Billable hours are hours worked by an employee for an employer that are billed to the employer's client. In certain professions, particularly in law firms, employees are required to bill a certain number of hours per month or per year, and those who bill more hours may obtain additional benefits such as larger bonuses or faster promotions. However, the practice of using billable hours has also been criticized for a number of reasons. Various forms of technology have been developed to track the billable hours generated by employees.

==Use==
Billable hours are the most used by most private lawyers and law firms to calculate the value of their work, with clients being assessed "a set rate, plus expenses, for each hour that the lawyer — or those working with the lawyer — devote to the case".

In well-managed firms, billable hours are monitored monthly to project cash flow and to find out who is working and who is not. A decrease in billable hours invariably translates to reduced collections some time in the near future.

Billable hours are "the hours for which clients are charged", while "some hours worked by the firms staff are not billable because the staff members are not involved in a consulting job for a client". The terminology is not uniform across industries, as "lawyers, consultants and accountants use the term 'billable hours', while marketing communications firms refer to 'utilization rates' or 'chargeability'". The primary alternatives to billable hours are a flat rate for specific transactions, or the assessment of a contingent fee for the entirety of a given matter.

Billable hours are typically measured by recording time in six-minute intervals.

==Criticisms==
One court has noted that "problems created by billable hours have brought about a storm of criticism directed to the legal profession, especially when there are excessive billable hours". Criticisms of billable hours include the fact that a person doing more hours of work is not necessarily doing a high quality of work, and that work quality may in fact be diminished over time by an excessive workload.
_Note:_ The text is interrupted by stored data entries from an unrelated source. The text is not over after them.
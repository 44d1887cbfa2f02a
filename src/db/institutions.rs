//! Institution records and their repository.
//!
//! Deleting an institution removes its courses and, through them, their
//! certifications; the cascade is declared on the foreign keys.
//!
//! ```rust,no_run
//! use certrack::db::db::Db;
//! use certrack::db::institutions::{InstitutionUpdate, Institutions, NewInstitution};
//!
//! let db = Db::open("certrack.db")?;
//! let institutions = Institutions::new(&db);
//! let school = institutions.add(&NewInstitution::new("Moringa School").location("Nairobi"))?;
//! institutions.update(school.id, &InstitutionUpdate { year: Some(2014), ..Default::default() })?;
//! # Ok::<(), certrack::db::error::TrackerError>(())
//! ```

use crate::db::db::Db;
use crate::db::error::{Entity, TrackerError, TrackerResult};
use crate::db::validate::{optional_text, replacement_text, require_text, validate_year};
use rusqlite::{params, Connection, OptionalExtension, Row};
use serde::{Deserialize, Serialize};
use tracing::debug;

const INSERT_INSTITUTION: &str = "INSERT INTO institutions (name, location, year, type) VALUES (?1, ?2, ?3, ?4)";
const UPDATE_INSTITUTION: &str = "UPDATE institutions SET name = ?2, location = ?3, year = ?4, type = ?5 WHERE id = ?1";
const DELETE_INSTITUTION: &str = "DELETE FROM institutions WHERE id = ?1";
const SELECT_ALL_INSTITUTIONS: &str = "SELECT id, name, location, year, type FROM institutions ORDER BY name, id";
const SELECT_INSTITUTION_BY_ID: &str = "SELECT id, name, location, year, type FROM institutions WHERE id = ?1";
const COUNT_INSTITUTIONS: &str = "SELECT COUNT(*) FROM institutions";

#[derive(Debug, Clone, PartialEq, Eq, Serialize, Deserialize)]
pub struct Institution {
    pub id: i64,
    pub name: String,
    pub location: Option<String>,
    /// Founding year.
    pub year: Option<i32>,
    /// Category such as "Bootcamp" or "University".
    pub kind: Option<String>,
}

impl Institution {
    fn from_row(row: &Row) -> rusqlite::Result<Self> {
        Ok(Institution {
            id: row.get(0)?,
            name: row.get(1)?,
            location: row.get(2)?,
            year: row.get(3)?,
            kind: row.get(4)?,
        })
    }
}

#[derive(Debug, Clone, Default, PartialEq, Eq)]
pub struct NewInstitution {
    pub name: String,
    pub location: Option<String>,
    pub year: Option<i32>,
    pub kind: Option<String>,
}

impl NewInstitution {
    pub fn new(name: impl Into<String>) -> Self {
        Self {
            name: name.into(),
            ..Default::default()
        }
    }

    pub fn location(mut self, location: impl Into<String>) -> Self {
        self.location = Some(location.into());
        self
    }

    pub fn year(mut self, year: i32) -> Self {
        self.year = Some(year);
        self
    }

    pub fn kind(mut self, kind: impl Into<String>) -> Self {
        self.kind = Some(kind.into());
        self
    }
}

/// Partial update: `Some` replaces a field, `None` keeps it.
#[derive(Debug, Clone, Default, PartialEq, Eq)]
pub struct InstitutionUpdate {
    pub name: Option<String>,
    pub location: Option<String>,
    pub year: Option<i32>,
    pub kind: Option<String>,
}

impl InstitutionUpdate {
    pub fn is_empty(&self) -> bool {
        *self == Self::default()
    }

    fn apply(&self, current: &mut Institution) -> TrackerResult<()> {
        if let Some(name) = replacement_text("name", self.name.as_deref())? {
            current.name = name;
        }
        if let Some(location) = replacement_text("location", self.location.as_deref())? {
            current.location = Some(location);
        }
        if let Some(year) = validate_year(self.year)? {
            current.year = Some(year);
        }
        if let Some(kind) = replacement_text("type", self.kind.as_deref())? {
            current.kind = Some(kind);
        }
        Ok(())
    }
}

pub(crate) fn insert(conn: &Connection, new: &NewInstitution) -> TrackerResult<Institution> {
    let institution = Institution {
        id: 0,
        name: require_text("name", &new.name)?,
        location: optional_text(new.location.as_deref()),
        year: validate_year(new.year)?,
        kind: optional_text(new.kind.as_deref()),
    };

    conn.execute(
        INSERT_INSTITUTION,
        params![institution.name, institution.location, institution.year, institution.kind],
    )?;
    let id = conn.last_insert_rowid();
    debug!(id, name = %institution.name, "institution inserted");

    Ok(Institution { id, ..institution })
}

pub(crate) fn find(conn: &Connection, id: i64) -> TrackerResult<Option<Institution>> {
    conn.query_row(SELECT_INSTITUTION_BY_ID, params![id], Institution::from_row)
        .optional()
        .map_err(Into::into)
}

pub struct Institutions<'a> {
    db: &'a Db,
}

impl<'a> Institutions<'a> {
    pub fn new(db: &'a Db) -> Self {
        Self { db }
    }

    /// Creates an institution; the name must not be blank.
    pub fn add(&self, new: &NewInstitution) -> TrackerResult<Institution> {
        self.db.unit_of_work(|tx| insert(tx, new))
    }

    /// Looks an institution up by id; a missing id is `Ok(None)`.
    pub fn get(&self, id: i64) -> TrackerResult<Option<Institution>> {
        self.db.read(|conn| find(conn, id))
    }

    /// All institutions ordered by name.
    pub fn list(&self) -> TrackerResult<Vec<Institution>> {
        self.db.read(|conn| {
            let mut stmt = conn.prepare(SELECT_ALL_INSTITUTIONS)?;
            let institutions = stmt.query_map([], Institution::from_row)?.collect::<Result<Vec<_>, _>>()?;
            Ok(institutions)
        })
    }

    pub fn update(&self, id: i64, changes: &InstitutionUpdate) -> TrackerResult<Institution> {
        self.db.unit_of_work(|tx| {
            let mut institution = find(tx, id)?.ok_or_else(|| TrackerError::not_found(Entity::Institution, id))?;
            changes.apply(&mut institution)?;

            tx.execute(
                UPDATE_INSTITUTION,
                params![id, institution.name, institution.location, institution.year, institution.kind],
            )?;
            debug!(id, "institution updated");
            Ok(institution)
        })
    }

    /// Deletes an institution together with its courses and certifications.
    pub fn delete(&self, id: i64) -> TrackerResult<()> {
        self.db.unit_of_work(|tx| {
            let affected = tx.execute(DELETE_INSTITUTION, params![id])?;
            if affected == 0 {
                return Err(TrackerError::not_found(Entity::Institution, id));
            }
            debug!(id, "institution deleted");
            Ok(())
        })
    }

    pub fn count(&self) -> TrackerResult<i64> {
        self.db.read(|conn| count(conn))
    }
}

pub(crate) fn count(conn: &Connection) -> TrackerResult<i64> {
    Ok(conn.query_row(COUNT_INSTITUTIONS, [], |row| row.get(0))?)
}
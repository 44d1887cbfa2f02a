#[cfg(test)]
mod tests {
    use certrack::db::certifications::{Certifications, NewCertification};
    use certrack::db::courses::{CourseUpdate, Courses, NewCourse};
    use certrack::db::db::Db;
    use certrack::db::error::{Entity, TrackerError};
    use certrack::db::institutions::{Institutions, NewInstitution};
    use tempfile::TempDir;
    use test_context::{test_context, TestContext};

    struct CourseTestContext {
        _temp_dir: TempDir,
        db: Db,
        institution_id: i64,
    }

    impl TestContext for CourseTestContext {
        fn setup() -> Self {
            let temp_dir = tempfile::tempdir().unwrap();
            let db = Db::open(temp_dir.path().join("certrack.db")).unwrap();
            let institution = Institutions::new(&db).add(&NewInstitution::new("Moringa School")).unwrap();
            CourseTestContext {
                _temp_dir: temp_dir,
                db,
                institution_id: institution.id,
            }
        }
    }

    #[test_context(CourseTestContext)]
    #[test]
    fn test_add_and_get_round_trip(ctx: &mut CourseTestContext) {
        let courses = Courses::new(&ctx.db);

        let added = courses
            .add(
                &NewCourse::new(ctx.institution_id, "Data Science")
                    .description("Python, SQL, ML")
                    .duration("6 months"),
            )
            .unwrap();

        let fetched = courses.get(added.id).unwrap().unwrap();
        assert_eq!(fetched, added);
        assert_eq!(fetched.institution_id, ctx.institution_id);
        assert_eq!(fetched.description.as_deref(), Some("Python, SQL, ML"));
        assert_eq!(fetched.duration.as_deref(), Some("6 months"));
    }

    #[test_context(CourseTestContext)]
    #[test]
    fn test_missing_institution_is_an_integrity_error(ctx: &mut CourseTestContext) {
        let courses = Courses::new(&ctx.db);

        let result = courses.add(&NewCourse::new(ctx.institution_id + 100, "Orphan"));
        assert!(matches!(result, Err(TrackerError::Integrity(_))));
        assert_eq!(courses.count().unwrap(), 0);
    }

    #[test_context(CourseTestContext)]
    #[test]
    fn test_blank_name_is_rejected(ctx: &mut CourseTestContext) {
        let result = Courses::new(&ctx.db).add(&NewCourse::new(ctx.institution_id, ""));
        assert!(matches!(result, Err(TrackerError::Validation(_))));
    }

    #[test_context(CourseTestContext)]
    #[test]
    fn test_partial_update_keeps_description_and_duration(ctx: &mut CourseTestContext) {
        let courses = Courses::new(&ctx.db);
        let added = courses
            .add(
                &NewCourse::new(ctx.institution_id, "Software Engineering")
                    .description("Backend + Frontend")
                    .duration("12 months"),
            )
            .unwrap();

        let changes = CourseUpdate {
            name: Some("Software Engineering (Full Stack)".to_string()),
            ..Default::default()
        };
        let updated = courses.update(added.id, &changes).unwrap();

        assert_eq!(updated.name, "Software Engineering (Full Stack)");
        assert_eq!(updated.description.as_deref(), Some("Backend + Frontend"));
        assert_eq!(updated.duration.as_deref(), Some("12 months"));
        assert_eq!(updated.institution_id, ctx.institution_id);
    }

    #[test_context(CourseTestContext)]
    #[test]
    fn test_list_for_institution(ctx: &mut CourseTestContext) {
        let courses = Courses::new(&ctx.db);
        let other = Institutions::new(&ctx.db).add(&NewInstitution::new("Example University")).unwrap();

        courses.add(&NewCourse::new(ctx.institution_id, "Software Engineering")).unwrap();
        courses.add(&NewCourse::new(ctx.institution_id, "Data Science")).unwrap();
        courses.add(&NewCourse::new(other.id, "AI Fundamentals")).unwrap();

        let names: Vec<String> = courses
            .list_for_institution(ctx.institution_id)
            .unwrap()
            .into_iter()
            .map(|c| c.name)
            .collect();
        assert_eq!(names, vec!["Data Science", "Software Engineering"]);

        // Grouped by institution name first
        let all: Vec<String> = courses.list().unwrap().into_iter().map(|c| c.name).collect();
        assert_eq!(all, vec!["AI Fundamentals", "Data Science", "Software Engineering"]);
    }

    #[test_context(CourseTestContext)]
    #[test]
    fn test_delete_cascades_to_certifications(ctx: &mut CourseTestContext) {
        let courses = Courses::new(&ctx.db);
        let certifications = Certifications::new(&ctx.db);
        let course = courses.add(&NewCourse::new(ctx.institution_id, "Data Science")).unwrap();
        certifications.add(&NewCertification::new(course.id, "Pandas Pro")).unwrap();
        certifications.add(&NewCertification::new(course.id, "SQL Basics")).unwrap();

        courses.delete(course.id).unwrap();

        assert!(certifications.list_for_course(course.id).unwrap().is_empty());
        assert_eq!(certifications.count().unwrap(), 0);
        assert!(Institutions::new(&ctx.db).get(ctx.institution_id).unwrap().is_some());
    }

    #[test_context(CourseTestContext)]
    #[test]
    fn test_missing_ids(ctx: &mut CourseTestContext) {
        let courses = Courses::new(&ctx.db);

        assert!(courses.get(7).unwrap().is_none());
        assert!(matches!(
            courses.update(7, &CourseUpdate::default()),
            Err(TrackerError::NotFound { entity: Entity::Course, id: 7 })
        ));
        assert!(matches!(courses.delete(7), Err(TrackerError::NotFound { entity: Entity::Course, id: 7 })));
    }
}
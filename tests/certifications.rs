#[cfg(test)]
mod tests {
    use certrack::db::certifications::{CertificationUpdate, Certifications, NewCertification};
    use certrack::db::courses::{Courses, NewCourse};
    use certrack::db::db::Db;
    use certrack::db::error::{Entity, TrackerError};
    use certrack::db::institutions::{Institutions, NewInstitution};
    use certrack::libs::status::CertificationStatus;
    use chrono::{Duration, NaiveDate};
    use tempfile::TempDir;
    use test_context::{test_context, TestContext};

    struct CertificationTestContext {
        _temp_dir: TempDir,
        db: Db,
        course_id: i64,
        today: NaiveDate,
    }

    impl TestContext for CertificationTestContext {
        fn setup() -> Self {
            let temp_dir = tempfile::tempdir().unwrap();
            let db = Db::open(temp_dir.path().join("certrack.db")).unwrap();
            let school = Institutions::new(&db).add(&NewInstitution::new("Moringa School")).unwrap();
            let course = Courses::new(&db).add(&NewCourse::new(school.id, "Data Science")).unwrap();
            CertificationTestContext {
                _temp_dir: temp_dir,
                db,
                course_id: course.id,
                today: NaiveDate::from_ymd_opt(2025, 1, 15).unwrap(),
            }
        }
    }

    fn date(y: i32, m: u32, d: u32) -> NaiveDate {
        NaiveDate::from_ymd_opt(y, m, d).unwrap()
    }

    #[test_context(CertificationTestContext)]
    #[test]
    fn test_dates_round_trip(ctx: &mut CertificationTestContext) {
        let certifications = Certifications::new(&ctx.db);

        let added = certifications
            .add(
                &NewCertification::new(ctx.course_id, "Pandas Pro")
                    .level("Associate")
                    .issued(date(2024, 6, 15))
                    .expires(date(2025, 6, 15)),
            )
            .unwrap();

        let fetched = certifications.get(added.id).unwrap().unwrap();
        assert_eq!(fetched, added);
        assert_eq!(fetched.issue_date, Some(date(2024, 6, 15)));
        assert_eq!(fetched.expiry_date, Some(date(2025, 6, 15)));
        assert_eq!(fetched.level.as_deref(), Some("Associate"));

        // Stored as ISO text
        let raw: String = ctx
            .db
            .session()
            .unwrap()
            .query_row("SELECT expiry_date FROM certifications WHERE id = ?1", [added.id], |row| row.get(0))
            .unwrap();
        assert_eq!(raw, "2025-06-15");
    }

    #[test_context(CertificationTestContext)]
    #[test]
    fn test_status_follows_expiry_date(ctx: &mut CertificationTestContext) {
        let certifications = Certifications::new(&ctx.db);
        let today = ctx.today;

        let cases = [
            (None, CertificationStatus::NoExpiry),
            (Some(today - Duration::days(1)), CertificationStatus::Expired),
            (Some(today), CertificationStatus::ExpiringSoon),
            (Some(today + Duration::days(30)), CertificationStatus::ExpiringSoon),
            (Some(today + Duration::days(31)), CertificationStatus::Valid),
        ];
        for (expiry, expected) in cases {
            let mut new = NewCertification::new(ctx.course_id, "Sample");
            new.expiry_date = expiry;
            let added = certifications.add(&new).unwrap();
            assert_eq!(added.status(today), expected, "expiry {:?}", expiry);
        }
    }

    #[test_context(CertificationTestContext)]
    #[test]
    fn test_missing_course_is_an_integrity_error(ctx: &mut CertificationTestContext) {
        let certifications = Certifications::new(&ctx.db);

        let result = certifications.add(&NewCertification::new(ctx.course_id + 50, "Orphan"));
        assert!(matches!(result, Err(TrackerError::Integrity(_))));
        assert_eq!(certifications.count().unwrap(), 0);
    }

    #[test_context(CertificationTestContext)]
    #[test]
    fn test_update_can_clear_expiry(ctx: &mut CertificationTestContext) {
        let certifications = Certifications::new(&ctx.db);
        let added = certifications
            .add(
                &NewCertification::new(ctx.course_id, "Web APIs")
                    .issued(date(2024, 1, 1))
                    .expires(date(2025, 2, 1)),
            )
            .unwrap();

        let changes = CertificationUpdate {
            expiry_date: Some(None),
            ..Default::default()
        };
        let updated = certifications.update(added.id, &changes).unwrap();

        assert_eq!(updated.expiry_date, None);
        assert_eq!(updated.issue_date, Some(date(2024, 1, 1)));
        assert_eq!(updated.title, "Web APIs");
        assert_eq!(updated.status(ctx.today), CertificationStatus::NoExpiry);
        assert_eq!(certifications.get(added.id).unwrap().unwrap(), updated);
    }

    #[test_context(CertificationTestContext)]
    #[test]
    fn test_update_replaces_only_given_fields(ctx: &mut CertificationTestContext) {
        let certifications = Certifications::new(&ctx.db);
        let added = certifications
            .add(&NewCertification::new(ctx.course_id, "AI Ethics").level("Associate"))
            .unwrap();

        let changes = CertificationUpdate {
            level: Some("Professional".to_string()),
            expiry_date: Some(Some(date(2026, 3, 1))),
            ..Default::default()
        };
        let updated = certifications.update(added.id, &changes).unwrap();

        assert_eq!(updated.title, "AI Ethics");
        assert_eq!(updated.level.as_deref(), Some("Professional"));
        assert_eq!(updated.issue_date, None);
        assert_eq!(updated.expiry_date, Some(date(2026, 3, 1)));
    }

    #[test_context(CertificationTestContext)]
    #[test]
    fn test_list_by_expiry_puts_undated_last(ctx: &mut CertificationTestContext) {
        let certifications = Certifications::new(&ctx.db);
        certifications.add(&NewCertification::new(ctx.course_id, "No Expiry")).unwrap();
        certifications
            .add(&NewCertification::new(ctx.course_id, "Later").expires(date(2025, 9, 1)))
            .unwrap();
        certifications
            .add(&NewCertification::new(ctx.course_id, "Sooner").expires(date(2025, 2, 1)))
            .unwrap();

        let titles: Vec<String> = certifications
            .list_by_expiry(None)
            .unwrap()
            .into_iter()
            .map(|d| d.certification.title)
            .collect();
        assert_eq!(titles, vec!["Sooner", "Later", "No Expiry"]);

        let within: Vec<String> = certifications
            .list_by_expiry(Some(date(2025, 3, 1)))
            .unwrap()
            .into_iter()
            .map(|d| d.certification.title)
            .collect();
        assert_eq!(within, vec!["Sooner"]);
    }

    #[test_context(CertificationTestContext)]
    #[test]
    fn test_details_carry_course_and_institution_names(ctx: &mut CertificationTestContext) {
        let certifications = Certifications::new(&ctx.db);
        certifications.add(&NewCertification::new(ctx.course_id, "Pandas Pro")).unwrap();

        let details = certifications.list_details().unwrap();
        assert_eq!(details.len(), 1);
        assert_eq!(details[0].course_name, "Data Science");
        assert_eq!(details[0].institution_name, "Moringa School");
    }

    #[test_context(CertificationTestContext)]
    #[test]
    fn test_missing_ids(ctx: &mut CertificationTestContext) {
        let certifications = Certifications::new(&ctx.db);

        assert!(certifications.get(3).unwrap().is_none());
        assert!(matches!(
            certifications.update(3, &CertificationUpdate::default()),
            Err(TrackerError::NotFound { entity: Entity::Certification, id: 3 })
        ));
        assert!(matches!(
            certifications.delete(3),
            Err(TrackerError::NotFound { entity: Entity::Certification, id: 3 })
        ));
    }
}
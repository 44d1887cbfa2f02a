use std::env;
use std::fs::{self, File};
use std::io::{self, Write};
use std::path::Path;
use toml::Value;

struct AppMetadata {
    file: std::fs::File,
}

impl AppMetadata {
    pub fn new() -> io::Result<Self> {
        let out_dir = env::var("OUT_DIR").map_err(io::Error::other)?;
        let dest_path = Path::new(&out_dir).join("app_metadata.rs");
        let file = File::create(&dest_path)?;
        Ok(Self { file })
    }

    pub fn write(&mut self, key: &str, value: &str) -> io::Result<()> {
        write!(
            self.file,
            "#[allow(unused)]\npub const APP_METADATA_{}: &str = \"{}\";\n",
            &key.to_uppercase(),
            &value
        )
    }
}

fn main() -> io::Result<()> {
    println!("cargo:rerun-if-changed=Cargo.toml");

    let cargo_toml = fs::read_to_string("Cargo.toml").expect("Failed to read Cargo.toml");
    let cargo_toml: Value = toml::from_str(&cargo_toml).expect("Failed to parse Cargo.toml");

    let mut app_metadata = AppMetadata::new()?;
    app_metadata.write("NAME", &env::var("CARGO_PKG_NAME").unwrap_or_else(|_| "certrack".to_string()))?;
    app_metadata.write("VERSION", &env::var("CARGO_PKG_VERSION").unwrap_or_default())?;

    if let Some(metadata) = cargo_toml.get("package").and_then(|pkg| pkg.get("metadata")).and_then(|meta| meta.as_table()) {
        for (key, value) in metadata {
            if let Some(value) = value.as_str() {
                app_metadata.write(key, value)?;
            }
        }
    }

    Ok(())
}
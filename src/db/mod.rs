//! Database layer for certrack.
//!
//! A SQLite file holds three tables linked by foreign keys with cascading
//! deletes: `institutions` → `courses` → `certifications`.
//!
//! ```rust,no_run
//! use certrack::db::{courses::{Courses, NewCourse}, db::Db, institutions::{Institutions, NewInstitution}};
//!
//! let db = Db::open("certrack.db")?;
//! let school = Institutions::new(&db).add(&NewInstitution::new("Moringa School"))?;
//! Courses::new(&db).add(&NewCourse::new(school.id, "Data Science"))?;
//! # Ok::<(), certrack::db::error::TrackerError>(())
//! ```

/// Storage handle, sessions and the unit of work.
pub mod db;

/// Error taxonomy shared by every core operation.
pub mod error;

/// Idempotent, versioned schema creation.
pub mod migrations;

/// Field checks applied before writes.
pub mod validate;

pub mod certifications;
pub mod courses;
pub mod institutions;

/// By-institution and expiry overview reports.
pub mod reports;

/// Sample data for first runs.
pub mod seed;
Lawyers trying to increase their billable hours may behave in ways that are not in the interests of the client.

Firms relying on a billable hours performance standard should also note that, while easily observable, quantifiable, and certainly relevant to the law firm's goals, such a standard does not measure the quality of a lawyer's work (except to the extent that sloppy work has to be redone, occasioning even more hours) nor does it begin to consider career development.

Furthermore, billable hours often do not encompass all of the work that employees are required to do, for example excluding work for the firm that is not billed to a particular client. It has been noted that firms with high billable hours requirements may lag behind in terms of pro bono work, and that other tasks falling outside of the billable hours requirement may be given inadequate attention. Billable hours "create an economic incentive for lawyers to charge for every hour of work that can be identified".

[B]illed hours will expand to fill the time requirements. Partners will end up doing associates' work to fill out their expected hours; Associates will end up doing paralegal work; paralegals will do secretarial work; and secretaries will find themselves with less work, occasioning in some instances the laying off of support staff as the product of a reduced workload. All of this may be to the clients detriment.